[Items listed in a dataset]
========================================

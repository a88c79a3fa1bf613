//! The cart store: sole owner of cart entries.
//!
//! Entries are kept in an [`IndexMap`] keyed by product id, so merging a
//! repeated add is a single lookup while iteration still follows the order in
//! which products were first added. Removal uses `shift_remove` to keep that
//! order intact for the remaining rows.
//!
//! Every operation is total: mutations on an id that is not in the cart are
//! no-ops reported as [`CartChange::Unchanged`], never errors.

use cartwheel_core::{Price, Product, ProductId};
use indexmap::IndexMap;
use indexmap::map::Entry;
use serde::Serialize;
use tracing::debug;

/// One row in the cart.
///
/// Title, price and image are copied from the first [`Product`] added with
/// this id; later adds of the same id only bump the quantity.
#[derive(Debug, Clone, PartialEq, Eq, Serialize)]
pub struct CartEntry {
    pub id: ProductId,
    pub title: String,
    pub price: Price,
    pub image: String,
    /// Always at least 1 while the entry is in a [`CartStore`].
    pub quantity: u32,
}

impl CartEntry {
    /// Price of this row (`price * quantity`).
    #[must_use]
    pub fn line_total(&self) -> Price {
        self.price.times(self.quantity)
    }
}

impl From<&Product> for CartEntry {
    fn from(product: &Product) -> Self {
        Self {
            id: product.id,
            title: product.title.clone(),
            price: product.price,
            image: product.image.clone(),
            quantity: 1,
        }
    }
}

/// Outcome of a cart mutation.
#[derive(Debug, Clone, Copy, PartialEq, Eq)]
pub enum CartChange {
    /// A new entry was appended with quantity 1.
    Added { id: ProductId },
    /// An existing entry's quantity went up.
    Incremented { id: ProductId, quantity: u32 },
    /// An existing entry's quantity went down and the entry remains.
    Decremented { id: ProductId, quantity: u32 },
    /// The last unit was taken out, so the entry is gone.
    Removed { id: ProductId },
    /// Every entry was dropped.
    Cleared { removed: usize },
    /// Nothing happened (the id was not in the cart).
    Unchanged,
}

impl CartChange {
    /// Whether the cart contents changed.
    #[must_use]
    pub const fn is_mutation(&self) -> bool {
        !matches!(self, Self::Unchanged | Self::Cleared { removed: 0 })
    }
}

/// A mutation request, as dispatched by the display layer.
#[derive(Debug, Clone, PartialEq, Eq)]
pub enum CartAction {
    AddToCart(Product),
    IncrementQuantity(ProductId),
    DecrementQuantity(ProductId),
    ClearCart,
}

impl CartAction {
    /// Short name used in log events.
    #[must_use]
    pub const fn name(&self) -> &'static str {
        match self {
            Self::AddToCart(_) => "add_to_cart",
            Self::IncrementQuantity(_) => "increment_quantity",
            Self::DecrementQuantity(_) => "decrement_quantity",
            Self::ClearCart => "clear_cart",
        }
    }
}

/// In-memory, insertion-ordered shopping cart.
///
/// Derived values ([`total_quantity`](Self::total_quantity),
/// [`total_price`](Self::total_price)) are computed on every call and never
/// stored.
#[derive(Debug, Clone, Default)]
pub struct CartStore {
    entries: IndexMap<ProductId, CartEntry>,
}

impl CartStore {
    /// Create an empty cart.
    #[must_use]
    pub fn new() -> Self {
        Self::default()
    }

    /// Apply an action and report what changed.
    pub fn dispatch(&mut self, action: CartAction) -> CartChange {
        let name = action.name();
        let change = match action {
            CartAction::AddToCart(product) => self.add_to_cart(&product),
            CartAction::IncrementQuantity(id) => self.increment_quantity(id),
            CartAction::DecrementQuantity(id) => self.decrement_quantity(id),
            CartAction::ClearCart => self.clear_cart(),
        };
        debug!(
            action = name,
            change = ?change,
            entries = self.entries.len(),
            "cart action applied"
        );
        change
    }

    /// Add one unit of `product`.
    ///
    /// Merges into the existing entry for the same id (first-seen title,
    /// price and image win), otherwise appends a new entry.
    pub fn add_to_cart(&mut self, product: &Product) -> CartChange {
        match self.entries.entry(product.id) {
            Entry::Occupied(mut occupied) => {
                let entry = occupied.get_mut();
                entry.quantity = entry.quantity.saturating_add(1);
                CartChange::Incremented {
                    id: product.id,
                    quantity: entry.quantity,
                }
            }
            Entry::Vacant(vacant) => {
                vacant.insert(CartEntry::from(product));
                CartChange::Added { id: product.id }
            }
        }
    }

    /// Add one unit to an existing entry. Unknown ids are ignored.
    pub fn increment_quantity(&mut self, id: ProductId) -> CartChange {
        let Some(entry) = self.entries.get_mut(&id) else {
            return CartChange::Unchanged;
        };
        entry.quantity = entry.quantity.saturating_add(1);
        CartChange::Incremented {
            id,
            quantity: entry.quantity,
        }
    }

    /// Take one unit off an existing entry.
    ///
    /// At quantity 1 the entry is removed outright rather than kept at zero.
    /// Unknown ids are ignored.
    pub fn decrement_quantity(&mut self, id: ProductId) -> CartChange {
        let Some(entry) = self.entries.get_mut(&id) else {
            return CartChange::Unchanged;
        };
        if entry.quantity > 1 {
            entry.quantity -= 1;
            CartChange::Decremented {
                id,
                quantity: entry.quantity,
            }
        } else {
            self.entries.shift_remove(&id);
            CartChange::Removed { id }
        }
    }

    /// Drop every entry.
    pub fn clear_cart(&mut self) -> CartChange {
        let removed = self.entries.len();
        self.entries.clear();
        CartChange::Cleared { removed }
    }

    /// Entries in the order they were first added.
    pub fn items(&self) -> impl ExactSizeIterator<Item = &CartEntry> + DoubleEndedIterator {
        self.entries.values()
    }

    /// Look up the entry for `id`.
    #[must_use]
    pub fn get(&self, id: ProductId) -> Option<&CartEntry> {
        self.entries.get(&id)
    }

    #[must_use]
    pub fn contains(&self, id: ProductId) -> bool {
        self.entries.contains_key(&id)
    }

    /// Number of distinct entries (rows), not units.
    #[must_use]
    pub fn len(&self) -> usize {
        self.entries.len()
    }

    #[must_use]
    pub fn is_empty(&self) -> bool {
        self.entries.is_empty()
    }

    /// Sum of all entry quantities.
    #[must_use]
    pub fn total_quantity(&self) -> u64 {
        self.entries.values().map(|e| u64::from(e.quantity)).sum()
    }

    /// Sum of `price * quantity` over all entries, unrounded.
    #[must_use]
    pub fn total_price(&self) -> Price {
        self.entries.values().map(CartEntry::line_total).sum()
    }
}

// Order-sensitive, unlike `IndexMap`'s own equality.
impl PartialEq for CartStore {
    fn eq(&self, other: &Self) -> bool {
        self.entries.len() == other.entries.len() && self.items().eq(other.items())
    }
}

impl Eq for CartStore {}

========================================

### Task prompt
Repeat exactly the lines above from the one with "pub fn decrement_quantity(&mut" up to and including the one with "self.entries.shift_remove(&id);". No other line belongs in the reply.

### Result
    pub fn decrement_quantity(&mut self, id: ProductId) -> CartChange {
        let Some(entry) = self.entries.get_mut(&id) else {
            return CartChange::Unchanged;
        };
        if entry.quantity > 1 {
            entry.quantity -= 1;
            CartChange::Decremented {
                id,
                quantity: entry.quantity,
            }
        } else {
            self.entries.shift_remove(&id);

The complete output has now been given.